> _ACTION ITEM_
Reproduce each line below with no alterations.

^^^^

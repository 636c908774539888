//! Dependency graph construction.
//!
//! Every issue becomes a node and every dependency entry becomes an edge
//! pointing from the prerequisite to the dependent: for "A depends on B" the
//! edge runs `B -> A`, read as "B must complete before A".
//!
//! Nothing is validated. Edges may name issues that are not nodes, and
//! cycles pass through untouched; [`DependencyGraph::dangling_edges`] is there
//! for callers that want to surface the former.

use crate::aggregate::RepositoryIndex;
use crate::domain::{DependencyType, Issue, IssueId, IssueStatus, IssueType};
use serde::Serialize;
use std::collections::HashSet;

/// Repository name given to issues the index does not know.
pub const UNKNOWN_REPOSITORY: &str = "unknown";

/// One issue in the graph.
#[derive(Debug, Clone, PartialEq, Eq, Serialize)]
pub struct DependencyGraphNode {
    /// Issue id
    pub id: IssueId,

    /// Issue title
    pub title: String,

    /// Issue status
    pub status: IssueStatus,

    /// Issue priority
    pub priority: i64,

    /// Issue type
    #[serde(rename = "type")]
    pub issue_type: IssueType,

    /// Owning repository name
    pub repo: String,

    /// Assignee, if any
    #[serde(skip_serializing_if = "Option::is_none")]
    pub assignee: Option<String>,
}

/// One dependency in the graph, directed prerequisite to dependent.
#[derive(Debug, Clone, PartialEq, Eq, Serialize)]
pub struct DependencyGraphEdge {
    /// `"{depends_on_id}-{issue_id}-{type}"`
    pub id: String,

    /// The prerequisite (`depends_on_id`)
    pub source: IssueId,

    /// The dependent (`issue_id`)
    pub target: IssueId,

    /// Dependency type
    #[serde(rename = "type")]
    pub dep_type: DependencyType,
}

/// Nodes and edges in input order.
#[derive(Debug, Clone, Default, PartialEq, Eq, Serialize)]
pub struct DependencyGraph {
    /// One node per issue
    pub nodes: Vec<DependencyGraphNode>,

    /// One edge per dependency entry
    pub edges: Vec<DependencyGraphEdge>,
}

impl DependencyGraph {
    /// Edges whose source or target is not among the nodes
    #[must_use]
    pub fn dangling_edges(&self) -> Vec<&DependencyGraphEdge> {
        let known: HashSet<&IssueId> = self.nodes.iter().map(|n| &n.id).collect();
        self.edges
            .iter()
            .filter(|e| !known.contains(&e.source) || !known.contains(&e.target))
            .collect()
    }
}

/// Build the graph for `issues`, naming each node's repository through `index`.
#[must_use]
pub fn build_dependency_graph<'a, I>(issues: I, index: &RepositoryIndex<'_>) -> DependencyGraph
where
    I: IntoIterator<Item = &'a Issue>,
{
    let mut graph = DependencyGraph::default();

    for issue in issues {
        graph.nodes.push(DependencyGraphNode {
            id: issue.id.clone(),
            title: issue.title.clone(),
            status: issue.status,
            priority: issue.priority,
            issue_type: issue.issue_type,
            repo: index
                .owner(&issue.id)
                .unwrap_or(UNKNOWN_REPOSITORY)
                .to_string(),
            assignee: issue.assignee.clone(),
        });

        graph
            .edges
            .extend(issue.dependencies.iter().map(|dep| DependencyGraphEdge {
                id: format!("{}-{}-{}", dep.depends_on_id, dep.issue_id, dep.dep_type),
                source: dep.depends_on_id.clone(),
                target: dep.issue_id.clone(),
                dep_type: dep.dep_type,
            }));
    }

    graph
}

^^^^

> _WRITTEN SOLUTION_
repository 636c908774539888
//! Dependency graph construction.
//!
//! Every issue becomes a node and every dependency entry becomes an edge
//! pointing from the prerequisite to the dependent: for "A depends on B" the
//! edge runs `B -> A`, read as "B must complete before A".
//!
//! Nothing is validated. Edges may name issues that are not nodes, and
//! cycles pass through untouched; [`DependencyGraph::dangling_edges`] is there
//! for callers that want to surface the former.

use crate::aggregate::RepositoryIndex;
use crate::domain::{DependencyType, Issue, IssueId, IssueStatus, IssueType};
use serde::Serialize;
use std::collections::HashSet;

/// Repository name given to issues the index does not know.
pub const UNKNOWN_REPOSITORY: &str = "unknown";

/// One issue in the graph.
#[derive(Debug, Clone, PartialEq, Eq, Serialize)]
pub struct DependencyGraphNode {
    /// Issue id
    pub id: IssueId,

    /// Issue title
    pub title: String,

    /// Issue status
    pub status: IssueStatus,

    /// Issue priority
    pub priority: i64,

    /// Issue type
    #[serde(rename = "type")]
    pub issue_type: IssueType,

    /// Owning repository name
    pub repo: String,

    /// Assignee, if any
    #[serde(skip_serializing_if = "Option::is_none")]
    pub assignee: Option<String>,
}

/// One dependency in the graph, directed prerequisite to dependent.
#[derive(Debug, Clone, PartialEq, Eq, Serialize)]
pub struct DependencyGraphEdge {
    /// `"{depends_on_id}-{issue_id}-{type}"`
    pub id: String,

    /// The prerequisite (`depends_on_id`)
    pub source: IssueId,

    /// The dependent (`issue_id`)
    pub target: IssueId,

    /// Dependency type
    #[serde(rename = "type")]
    pub dep_type: DependencyType,
}

/// Nodes and edges in input order.
#[derive(Debug, Clone, Default, PartialEq, Eq, Serialize)]
pub struct DependencyGraph {
    /// One node per issue
    pub nodes: Vec<DependencyGraphNode>,

    /// One edge per dependency entry
    pub edges: Vec<DependencyGraphEdge>,
}

impl DependencyGraph {
    /// Edges whose source or target is not among the nodes
    #[must_use]
    pub fn dangling_edges(&self) -> Vec<&DependencyGraphEdge> {
        let known: HashSet<&IssueId> = self.nodes.iter().map(|n| &n.id).collect();
        self.edges
            .iter()
            .filter(|e| !known.contains(&e.source) || !known.contains(&e.target))
            .collect()
    }
}

/// Build the graph for `issues`, naming each node's repository through `index`.
#[must_use]
pub fn build_dependency_graph<'a, I>(issues: I, index: &RepositoryIndex<'_>) -> DependencyGraph
where
    I: IntoIterator<Item = &'a Issue>,
{
    let mut graph = DependencyGraph::default();

    for issue in issues {
        graph.nodes.push(DependencyGraphNode {
            id: issue.id.clone(),
            title: issue.title.clone(),
            status: issue.status,
            priority: issue.priority,
            issue_type: issue.issue_type,
            repo: index
                .owner(&issue.id)
                .unwrap_or(UNKNOWN_REPOSITORY)
                .to_string(),
            assignee: issue.assignee.clone(),
        });

        graph
            .edges
            .extend(issue.dependencies.iter().map(|dep| DependencyGraphEdge {
                id: format!("{}-{}-{}", dep.depends_on_id, dep.issue_id, dep.dep_type),
                source: dep.depends_on_id.clone(),
                target: dep.issue_id.clone(),
                dep_type: dep.dep_type,
            }));
    }

    graph
}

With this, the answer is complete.